You are right, it should be Activecell.Address.

Bob

"KL" <NOSPAMlapink2000@PLEASEhotmail.com> wrote in message
news:OgF7vVnlFHA.3256@tk2msftngp13.phx.gbl...
> Hi Bob,
>
> What if the selection is done from bottom up and/or right to left ?  :-)
> Actually the original code should work with multiple selection :-))) LOL
>
> Regards,
> KL
>
>
> "Bob Phillips" <phillips@tiscali.co.uk> wrote in message
> news:eUPJjMnlFHA.3336@tk2msftngp13.phx.gbl...

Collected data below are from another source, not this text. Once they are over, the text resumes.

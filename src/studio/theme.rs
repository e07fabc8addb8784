//! Color palette and semantic styles for the studio

use ratatui::style::{Color, Modifier, Style};

use crate::commit::CommitType;

// ═══════════════════════════════════════════════════════════════════════════════
// Core Palette
// ═══════════════════════════════════════════════════════════════════════════════

/// Electric Purple #e135ff - Keywords, markers, active tab
pub const ELECTRIC_PURPLE: Color = Color::Rgb(225, 53, 255);

/// Neon Cyan #80ffea - Paths, interactions, focus
pub const NEON_CYAN: Color = Color::Rgb(128, 255, 234);

/// Coral #ff6ac1 - Hashes, numbers
pub const CORAL: Color = Color::Rgb(255, 106, 193);

/// Electric Yellow #f1fa8c - Warnings, prompts, dates
pub const ELECTRIC_YELLOW: Color = Color::Rgb(241, 250, 140);

/// Success Green #50fa7b - Success states, staged files
pub const SUCCESS_GREEN: Color = Color::Rgb(80, 250, 123);

/// Error Red #ff6363 - Errors, danger, removals
pub const ERROR_RED: Color = Color::Rgb(255, 99, 99);

// ═══════════════════════════════════════════════════════════════════════════════
// Backgrounds & Text
// ═══════════════════════════════════════════════════════════════════════════════

/// Highlighted/selected background
pub const BG_HIGHLIGHT: Color = Color::Rgb(40, 42, 54);

/// Primary text - soft white
pub const TEXT_PRIMARY: Color = Color::Rgb(248, 248, 242);

/// Secondary/dimmed text
pub const TEXT_DIM: Color = Color::Rgb(98, 114, 164);

/// Muted text for borders
pub const TEXT_MUTED: Color = Color::Rgb(68, 71, 90);

// ═══════════════════════════════════════════════════════════════════════════════
// Semantic Styles
// ═══════════════════════════════════════════════════════════════════════════════

pub fn commit_hash() -> Style {
    Style::default().fg(CORAL)
}

pub fn file_path() -> Style {
    Style::default().fg(NEON_CYAN)
}

pub fn keyword() -> Style {
    Style::default().fg(ELECTRIC_PURPLE)
}

/// Style for selected list rows
pub fn selected() -> Style {
    Style::default()
        .bg(BG_HIGHLIGHT)
        .fg(NEON_CYAN)
        .add_modifier(Modifier::BOLD)
}

pub fn focused_border() -> Style {
    Style::default().fg(NEON_CYAN)
}

pub fn unfocused_border() -> Style {
    Style::default().fg(TEXT_MUTED)
}

pub fn success() -> Style {
    Style::default().fg(SUCCESS_GREEN)
}

pub fn error() -> Style {
    Style::default().fg(ERROR_RED)
}

pub fn warning() -> Style {
    Style::default().fg(ELECTRIC_YELLOW)
}

pub fn timestamp() -> Style {
    Style::default().fg(ELECTRIC_YELLOW)
}

pub fn author() -> Style {
    Style::default().fg(TEXT_PRIMARY)
}

pub fn dimmed() -> Style {
    Style::default().fg(TEXT_DIM)
}

// ═══════════════════════════════════════════════════════════════════════════════
// Tab Styles
// ═══════════════════════════════════════════════════════════════════════════════

pub fn tab_active() -> Style {
    Style::default()
        .fg(ELECTRIC_PURPLE)
        .add_modifier(Modifier::BOLD)
}

pub fn tab_inactive() -> Style {
    Style::default().fg(TEXT_DIM)
}

// ═══════════════════════════════════════════════════════════════════════════════
// Status Indicator Styles
// ═══════════════════════════════════════════════════════════════════════════════

pub fn git_staged() -> Style {
    Style::default().fg(SUCCESS_GREEN)
}

pub fn git_modified() -> Style {
    Style::default().fg(ELECTRIC_YELLOW)
}

pub fn git_untracked() -> Style {
    Style::default().fg(TEXT_DIM)
}

pub fn git_conflicted() -> Style {
    Style::default().fg(ERROR_RED).add_modifier(Modifier::BOLD)
}

/// Color for an inferred commit type badge
pub fn commit_type(kind: CommitType) -> Style {
    let color = match kind {
        CommitType::Feat => SUCCESS_GREEN,
        CommitType::Fix => ERROR_RED,
        CommitType::Docs => NEON_CYAN,
        CommitType::Test => ELECTRIC_YELLOW,
        CommitType::Refactor | CommitType::Style => ELECTRIC_PURPLE,
        CommitType::Chore => TEXT_DIM,
    };
    Style::default().fg(color)
}

// ═══════════════════════════════════════════════════════════════════════════════
// Diff Colors
// ═══════════════════════════════════════════════════════════════════════════════

pub fn diff_added() -> Style {
    Style::default().fg(SUCCESS_GREEN)
}

pub fn diff_removed() -> Style {
    Style::default().fg(ERROR_RED)
}

pub fn diff_hunk() -> Style {
    Style::default().fg(NEON_CYAN)
}

pub fn diff_context() -> Style {
    Style::default().fg(TEXT_DIM)
}

/// Braille spinner frames shown while tasks are in flight
pub const SPINNER_BRAILLE: &[char] = &['⠋', '⠙', '⠹', '⠸', '⠼', '⠴', '⠦', '⠧', '⠇', '⠏'];
fn files_key(state: &mut AppState, key: KeyEvent) -> Vec<SideEffect> {
    let workspace = &mut state.workspace;

    if let Some(direction) = movement(key) {
        workspace.selected = step(workspace.selected, workspace.changes.len(), direction);
        return match workspace.selected_change() {
            Some(change) if workspace.preview => vec![SideEffect::LoadDiff(change.path.clone())],
            _ => Vec::new(),
        };
    }

    let selected_path = workspace.selected_change().map(|change| change.path.clone());

    match key.code {
        KeyCode::Char(' ') => selected_path
            .map(SideEffect::ToggleStaging)
            .into_iter()
            .collect(),
        KeyCode::Char('a') => vec![SideEffect::StageAll],
        KeyCode::Char('R') => {
            if state.staged_count() == 0 {
                state.notify(StatusLevel::Info, "Nothing staged to unstage");
                return Vec::new();
            }
            vec![SideEffect::UnstageAll]
        }
        KeyCode::Char('r') => SideEffect::refresh(),
        KeyCode::Char('v') => {
            workspace.preview = !workspace.preview;
            if !workspace.preview {
                workspace.diff = None;
            }
            match selected_path {
                Some(path) if workspace.preview => vec![SideEffect::LoadDiff(path)],
                _ => Vec::new(),
            }
        }
        KeyCode::Char('d') | KeyCode::Enter => {
            let Some(path) = selected_path else {
                state.notify(StatusLevel::Info, "No file selected");
                return Vec::new();
            };
            workspace.view = WorkspaceView::Diff;
            vec![SideEffect::LoadDiff(path)]
        }
        _ => Vec::new(),
    }
}

fn conflicts_key(state: &mut AppState, key: KeyEvent) -> Vec<SideEffect> {
    let workspace = &mut state.workspace;

    if let Some(direction) = movement(key) {
        workspace.conflict_selected = step(
            workspace.conflict_selected,
            workspace.conflicts.len(),
            direction,
        );
        return Vec::new();
    }

    let strategy = match key.code {
        KeyCode::Char('o') => ResolutionStrategy::Ours,
        KeyCode::Char('t') => ResolutionStrategy::Theirs,
        KeyCode::Char('b') => ResolutionStrategy::Both,
        KeyCode::Char('c') => {
            if all_resolved(&workspace.conflicts) {
                state.notify(StatusLevel::Info, "Continuing merge...");
                return vec![SideEffect::ContinueMerge];
            }
            state.notify(
                StatusLevel::Info,
                "Resolve every conflicted file before continuing",
            );
            return Vec::new();
        }
        KeyCode::Char('r') => return vec![SideEffect::LoadConflicts],
        _ => return Vec::new(),
    };

    match workspace.selected_conflict() {
        Some(file) if file.resolved => {
            let text = format!("{} is already resolved", file.path);
            state.notify(StatusLevel::Info, text);
            Vec::new()
        }
        Some(file) => vec![SideEffect::ResolveConflict {
            path: file.path.clone(),
            strategy,
        }],
        None => Vec::new(),
    }
}

// ═══════════════════════════════════════════════════════════════════════════════
// Commit
// ═══════════════════════════════════════════════════════════════════════════════

fn commit_key(state: &mut AppState, key: KeyEvent) -> Vec<SideEffect> {
    let commit = &mut state.commit;

    if let Some(direction) = movement(key) {
        commit.selected = step(commit.selected, commit.suggestions.len() + 1, direction);
        return Vec::new();
    }

    match key.code {
        KeyCode::Enter | KeyCode::Char(' ') => {
            if let Some(suggestion) = commit.selected_suggestion() {
                return vec![SideEffect::Commit(suggestion.message.clone())];
            }
            state.focus = Some(InputField::CommitMessage);
            Vec::new()
        }
        KeyCode::Char('c') => {
            state.focus = Some(InputField::CommitMessage);
            Vec::new()
        }
        KeyCode::Char('A') => {
            let message = commit
                .selected_suggestion()
                .map(|suggestion| suggestion.message.clone())
                .or_else(|| {
                    let custom = commit.input.value().trim();
                    (!custom.is_empty()).then(|| custom.to_string())
                });
            match message {
                Some(message) => vec![SideEffect::Amend(message)],
                None => {
                    state.notify(
                        StatusLevel::Info,
                        "Select a suggestion or type a message to amend with",
                    );
                    Vec::new()
                }
            }
        }
        KeyCode::Char('r') => vec![SideEffect::LoadChanges],
        _ => Vec::new(),
    }
}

> > That is the selection address. If he really means activecell address, he
> > needs
> >
> > Private Sub Worksheet_SelectionChange(ByVal Target As Range)
> >    Range("a1").Value = Target(1, 1).Address
> > End Sub
> >
> >
> > --
> > HTH
> >
> > Bob Phillips
> >
> > "KL" <NOSPAMlapink2000@PLEASEhotmail.com> wrote in message
> > news:eS3Yo1mlFHA.360@TK2MSFTNGP09.phx.gbl...
> >> Hi,
> >>
> >> Try this:
> >>
> >> Private Sub Worksheet_SelectionChange(ByVal Target As Range)
> >>     Range("a1").Value = Target.Address
> >> End Sub
> >>
> >> Regards,
> >> KL
> >>
> >>
> >> "Bond S.C" <daumbond at hanmail.net@N0spum.net> wrote in message
> >> news:811C58F6-7380-4F07-BD15-4996F3C0B7CC@microsoft.com...
> >> > Hi, everybody
> >> >
> >> > I can get the activecell address.  using below code.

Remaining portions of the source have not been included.